### PROBLEM DESCRIPTION
Transcribe exactly every line from the one with "use crate::link::DEFAULT_LINK_NAME;" to the last line of the listing below, including both.
****************
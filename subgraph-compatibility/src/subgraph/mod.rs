//! Building a federation subgraph schema out of the SDL a subgraph reports.
//!
//! A subgraph's `_service { sdl }` only carries the subgraph's own definitions. The builder adds
//! what federation implies on top of them: the federation directive definitions (named the way
//! the subgraph's `@link` imports them), the `_Any`, `_Entity` and `_Service` types, and the
//! `_service` / `_entities` root fields. Definitions the subgraph already provides are kept as-is.
use apollo_compiler::Name;
use apollo_compiler::Schema;
use apollo_compiler::ast;
use apollo_compiler::name;
use apollo_compiler::schema::ComponentName;
use apollo_compiler::schema::ExtendedType;
use itertools::Itertools;
use tracing::debug;

use crate::error::NormalizeError;
use crate::link::DEFAULT_LINK_NAME;
use crate::link::Link;
use crate::link::LinkError;
use crate::subgraph::spec::ANY_SCALAR_NAME;
use crate::subgraph::spec::ENTITIES_FIELD;
use crate::subgraph::spec::ENTITIES_QUERY;
use crate::subgraph::spec::ENTITY_UNION_NAME;
use crate::subgraph::spec::FederationSpecDefinitions;
use crate::subgraph::spec::LinkSpecDefinitions;
use crate::subgraph::spec::SERVICE_SDL_FIELD;
use crate::subgraph::spec::SERVICE_SDL_QUERY;
use crate::subgraph::spec::SERVICE_TYPE;
use crate::subgraph::spec::SERVICE_TYPE_SDL;

pub mod spec;

/// Source path reported for definitions the builder adds.
const FEDERATION_DEFINITIONS_PATH: &str = "federation_definitions.graphql";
****************
### SOLUTION TO THIS EXERCISE
use crate::link::DEFAULT_LINK_NAME;
use crate::link::Link;
use crate::link::LinkError;
use crate::subgraph::spec::ANY_SCALAR_NAME;
use crate::subgraph::spec::ENTITIES_FIELD;
use crate::subgraph::spec::ENTITIES_QUERY;
use crate::subgraph::spec::ENTITY_UNION_NAME;
use crate::subgraph::spec::FederationSpecDefinitions;
use crate::subgraph::spec::LinkSpecDefinitions;
use crate::subgraph::spec::SERVICE_SDL_FIELD;
use crate::subgraph::spec::SERVICE_SDL_QUERY;
use crate::subgraph::spec::SERVICE_TYPE;
use crate::subgraph::spec::SERVICE_TYPE_SDL;

pub mod spec;

/// Source path reported for definitions the builder adds.
const FEDERATION_DEFINITIONS_PATH: &str = "federation_definitions.graphql";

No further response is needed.